In fact, (omnipresent) US-China trade tensions, US politics, rising Brexit uncertainty and increasing cautiousness ahead of the ECB event on Thursday have been all weighing on the risk-associated universe and therefore lending extra legs to the buck.

In the docket, Mortgage Approvals by MBA, JOLTs Job Openings and the weekly report on US crude oil supplies by the American Petroleum Institute (API) are all due later in the NA session.

What to look for around USD

The index remains on a positive note and extending the upside momentum into this week, with gains so far testing the 93.60 area. The ongoing recovery from 2020 lows near 91.70, while strong, is still considered as corrective only amidst the broad bearish stance surrounding the dollar. Supporting this view is located of a (more) dovish Fed, the unremitting progress of the coronavirus pandemic and political uncertainty ahead of the November elections. On the supportive side of the buck emerge occasional bouts of US-China tensions and the resumption of the risk aversion among investors.

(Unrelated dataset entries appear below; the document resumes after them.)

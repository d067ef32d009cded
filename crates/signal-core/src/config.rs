use std::collections::HashMap;

use serde::{Deserialize, Serialize};

use crate::{Action, DataCategory, Lens, SignalError, TrafficLight};

/// Which number a threshold rule is applied to
#[derive(Debug, Clone, Copy, PartialEq, Eq, Serialize, Deserialize)]
pub enum ThresholdBasis {
    /// The sample's percentile rank (0-100)
    Percentile,
    /// The sample's raw value (e.g. CAPE of 30, margin debt YoY of 10%)
    Absolute,
}

/// Polarity of a metric. Tagged variants rather than a boolean so the
/// classifier's zone logic is exhaustive.
#[derive(Debug, Clone, Copy, PartialEq, Eq, Serialize, Deserialize)]
pub enum Direction {
    /// High readings are dangerous (CAPE, Buffett indicator, greed)
    HighIsBad,
    /// Low readings are dangerous (breadth, fear-side sentiment)
    HighIsGood,
}

/// Two cut points defining three zones on a metric's scale.
///
/// For `HighIsBad` the zones read upward: below `caution_cut` is Green,
/// `caution_cut..danger_cut` is Yellow, at or above `danger_cut` is Red.
/// For `HighIsGood` the scale is mirrored (`danger_cut < caution_cut`).
#[derive(Debug, Clone, Copy, PartialEq, Serialize, Deserialize)]
pub struct ThresholdRule {
    pub basis: ThresholdBasis,
    pub direction: Direction,
    pub caution_cut: f64,
    pub danger_cut: f64,
}

impl ThresholdRule {
    pub fn validate(&self) -> Result<(), SignalError> {
        match self.direction {
            Direction::HighIsBad if self.caution_cut >= self.danger_cut => {
                Err(SignalError::InvalidConfig(format!(
                    "HighIsBad rule needs caution_cut < danger_cut, got {} >= {}",
                    self.caution_cut, self.danger_cut
                )))
            }
            Direction::HighIsGood if self.danger_cut >= self.caution_cut => {
                Err(SignalError::InvalidConfig(format!(
                    "HighIsGood rule needs danger_cut < caution_cut, got {} >= {}",
                    self.danger_cut, self.caution_cut
                )))
            }
            _ => Ok(()),
        }
    }
}

impl Default for ThresholdRule {
    /// Lens-independent default applied to composite percentiles:
    /// >= 75th percentile Red, >= 50th Yellow, else Green.
    fn default() -> Self {
        Self {
            basis: ThresholdBasis::Percentile,
            direction: Direction::HighIsBad,
            caution_cut: 50.0,
            danger_cut: 75.0,
        }
    }
}

/// Per-metric configuration supplied by the embedding application
#[derive(Debug, Clone, Serialize, Deserialize)]
pub struct MetricConfig {
    /// Stable identifier, unique within the metric set
    pub id: String,
    /// Display name ("Shiller CAPE")
    pub name: String,
    pub unit: String,
    /// Provider adapter name this metric is fetched through
    pub provider: String,
    /// Series identifier passed to the provider
    pub series_id: String,
    pub lens: Lens,
    pub category: DataCategory,
    pub rule: ThresholdRule,
    /// Trailing window for percentile ranking; None = full available history
    pub lookback: Option<usize>,
    /// Moving-average window for trend detection
    pub trend_window: usize,
    /// Relative dead-band around the moving average before a trend registers
    pub trend_epsilon: f64,
}

impl MetricConfig {
    /// Cache key: provider + series. Metrics sharing a series share one
    /// fetch and one cache entry.
    pub fn cache_key(&self) -> String {
        format!("{}:{}", self.provider, self.series_id)
    }
}

/// Fully enumerated 3x3 action matrix keyed by (valuation status, trend
/// status), plus the action taken when either lens is unavailable.
#[derive(Debug, Clone, Serialize, Deserialize)]
pub struct ActionMatrix {
    /// cells[valuation.index()][trend.index()]
    pub cells: [[Action; 3]; 3],
    /// Used when either composite has no status at all
    pub unavailable_action: Action,
}

impl ActionMatrix {
    /// Total lookup: every (valuation, trend) combination, including the
    /// unavailable cases, yields a defined action.
    pub fn action_for(
        &self,
        valuation: Option<TrafficLight>,
        trend: Option<TrafficLight>,
    ) -> Action {
        match (valuation, trend) {
            (Some(v), Some(t)) => self.cells[v.index()][t.index()],
            _ => self.unavailable_action,
        }
    }
}

impl Default for ActionMatrix {
    /// Valuation takes precedence when the lenses disagree by more than one
    /// level; the neutral-valuation row follows the trend tilt.
    fn default() -> Self {
        use Action::*;
        Self {
            // rows: valuation Green/Yellow/Red; cols: trend Green/Yellow/Red
            cells: [
                [Buy, Buy, Buy],
                [Buy, Hold, Trim],
                [Trim, Trim, Trim],
            ],
            unavailable_action: Hold,
        }
    }
}

/// Engine-level configuration for one orchestrator instance
#[derive(Debug, Clone, Serialize, Deserialize)]
pub struct EngineConfig {
    pub metrics: Vec<MetricConfig>,
    pub action_matrix: ActionMatrix,
    /// Rule applied to each lens's aggregate percentile
    pub composite_rule: ThresholdRule,
    /// Upper bound on concurrent fetches per pass (provider rate limits)
    pub max_concurrent_fetches: usize,
    /// Per-fetch timeout; an overrun is a fetch failure, never left pending
    pub fetch_timeout_secs: u64,
}

impl EngineConfig {
    pub fn new(metrics: Vec<MetricConfig>) -> Self {
        Self {
            metrics,
            action_matrix: ActionMatrix::default(),
            composite_rule: ThresholdRule::default(),
            max_concurrent_fetches: 5,
            fetch_timeout_secs: 10,
        }
    }

    /// Malformed configuration is a programmer error: fatal, not degraded.
    pub fn validate(&self) -> Result<(), SignalError> {
        if self.metrics.is_empty() {
            return Err(SignalError::InvalidConfig(
                "metric set is empty".to_string(),
            ));
        }
        if self.max_concurrent_fetches == 0 {
            return Err(SignalError::InvalidConfig(
                "max_concurrent_fetches must be at least 1".to_string(),
            ));
        }

        let mut seen_ids: HashMap<&str, ()> = HashMap::new();
        let mut key_categories: HashMap<String, DataCategory> = HashMap::new();

        for metric in &self.metrics {
            if seen_ids.insert(&metric.id, ()).is_some() {
                return Err(SignalError::InvalidConfig(format!(
                    "duplicate metric id: {}",
                    metric.id
                )));
            }
            if metric.trend_window == 0 {
                return Err(SignalError::InvalidConfig(format!(
                    "metric {} has zero trend_window",
                    metric.id
                )));
            }
            metric.rule.validate()?;

            // Metrics sharing a cache key share a TTL; a category mismatch
            // would make the refresh cadence ambiguous.
            let key = metric.cache_key();
            if let Some(existing) = key_categories.get(&key) {
                if *existing != metric.category {
                    return Err(SignalError::InvalidConfig(format!(
                        "cache key {} declared with categories {} and {}",
                        key,
                        existing.name(),
                        metric.category.name()
                    )));
                }
            } else {
                key_categories.insert(key, metric.category);
            }
        }

        self.composite_rule.validate()
    }
}

#[cfg(test)]
mod tests {
    use super::*;

    fn metric(id: &str) -> MetricConfig {
        MetricConfig {
            id: id.to_string(),
            name: id.to_string(),
            unit: "x".to_string(),
            provider: "demo".to_string(),
            series_id: id.to_string(),
            lens: Lens::Valuation,
            category: DataCategory::Daily,
            rule: ThresholdRule::default(),
            lookback: None,
            trend_window: 10,
            trend_epsilon: 0.001,
        }
    }

    #[test]
    fn test_action_matrix_is_total() {
        let matrix = ActionMatrix::default();
        let statuses = [
            None,
            Some(TrafficLight::Green),
            Some(TrafficLight::Yellow),
            Some(TrafficLight::Red),
        ];

        for v in statuses {
            for t in statuses {
                // Every combination resolves without panicking
                let _ = matrix.action_for(v, t);
            }
        }
    }

    #[test]
    fn test_valuation_precedence_in_default_matrix() {
        let matrix = ActionMatrix::default();

        // Valuation Red + trend Green -> Trim, not Hold
        assert_eq!(
            matrix.action_for(Some(TrafficLight::Red), Some(TrafficLight::Green)),
            Action::Trim
        );
        assert_eq!(
            matrix.action_for(Some(TrafficLight::Green), Some(TrafficLight::Red)),
            Action::Buy
        );
    }

    #[test]
    fn test_unavailable_lens_uses_fallback_action() {
        let matrix = ActionMatrix::default();
        assert_eq!(matrix.action_for(None, Some(TrafficLight::Green)), Action::Hold);
        assert_eq!(matrix.action_for(Some(TrafficLight::Red), None), Action::Hold);
        assert_eq!(matrix.action_for(None, None), Action::Hold);
    }

    #[test]
    fn test_duplicate_metric_id_rejected() {
        let config = EngineConfig::new(vec![metric("cape"), metric("cape")]);
        assert!(matches!(
            config.validate(),
            Err(SignalError::InvalidConfig(_))
        ));
    }

    #[test]
    fn test_category_conflict_on_shared_key_rejected() {
        let mut a = metric("pe");
        let mut b = metric("pe_slow");
        a.series_id = "^GSPC".to_string();
        b.series_id = "^GSPC".to_string();
        b.category = DataCategory::Monthly;

        let config = EngineConfig::new(vec![a, b]);
        assert!(matches!(
            config.validate(),
            Err(SignalError::InvalidConfig(_))
        ));
    }

    #[test]
    fn test_inverted_cuts_rejected() {
        let mut m = metric("cape");
        m.rule.caution_cut = 90.0;
        m.rule.danger_cut = 75.0;

        let config = EngineConfig::new(vec![m]);
        assert!(matches!(
            config.validate(),
            Err(SignalError::InvalidConfig(_))
        ));
    }
}
//! The authoritative game server.
//!
//! A [`GameServer`] owns a non-blocking UDP socket and the canonical world
//! state. The host drives it with [`GameServer::update`] at its tick rate;
//! one call runs the full pipeline: ingest datagrams, simulate players,
//! enemies and bullets, resolve collisions and deaths, broadcast snapshots,
//! and reap idle clients. Nothing here blocks and nothing here panics on
//! peer input.

use crate::enemy::EnemyTank;
use glam::Vec2;
use log::{debug, error, info, warn};
use rand::rngs::StdRng;
use rand::{Rng, SeedableRng};
use shared::entities::{
    self, Bullet, BulletKind, EnemyKind, MoveFlags, Tank, TankColor, DEATH_PENALTY,
    RESPAWN_COOLDOWN, TANK_MOVEMENT_SPEED, TANK_ROTATION_SPEED,
};
use shared::protocol::{BulletData, DestroyReason, EnemyData, Message, PlayerData, MAX_DATAGRAM_SIZE};
use shared::time;
use shared::tracking::SequenceValidator;
use shared::world;
use std::collections::HashMap;
use std::io;
use std::net::{SocketAddr, UdpSocket};

/// Default server port.
pub const DEFAULT_PORT: u16 = 53000;

/// Lowest port accepted from configuration; port 0 is still allowed
/// programmatically for ephemeral test sockets.
pub const MIN_PORT: u16 = 1024;

/// Datagrams drained per tick before yielding back to the simulation.
const MAX_MESSAGES_PER_TICK: usize = 200;

/// Consecutive send failures before a client is considered lost.
const MAX_CONSECUTIVE_ERRORS: u32 = 5;

/// Units per second of positional separation applied to overlapping tanks.
const SEPARATION_SPEED: f32 = 200.0;

/// Minimum gap enforced between separated tanks.
const MIN_SEPARATION: f32 = 2.0;

/// Minimum distance from enemies and live players for a respawn point.
const MIN_RESPAWN_CLEARANCE: f32 = 200.0;

/// Attempts at finding a clear respawn point before falling back to center.
const MAX_RESPAWN_ATTEMPTS: u32 = 10;

/// Server tunables. Defaults match the reference tick rates.
#[derive(Debug, Clone)]
pub struct ServerConfig {
    pub port: u16,
    /// Seconds between GameState broadcasts.
    pub snapshot_interval: f32,
    /// Seconds between BulletUpdate broadcasts.
    pub bullet_update_interval: f32,
    /// Seconds between enemy spawn attempts.
    pub enemy_spawn_interval: f32,
    /// Seconds of input silence before a client is dropped.
    pub idle_timeout: f32,
    /// RNG seed for spawns, AI and accuracy spread.
    pub seed: u64,
}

US Dollar Index relevant levels

At the moment, the index is gaining 0.07% at 93.58 and a break above 93.61 (monthly high Sep.9) would open the door to 93.99 (monthly high Aug.3) and finally 94.20 (38.2% Fibo of the 2017-2018 drop). On the other hand, the next contention emereges at 91.75 (2020 low Sep.1) seconded by 89.23 (monthly low April 2018) and then 88.94 (monthly low March 2018).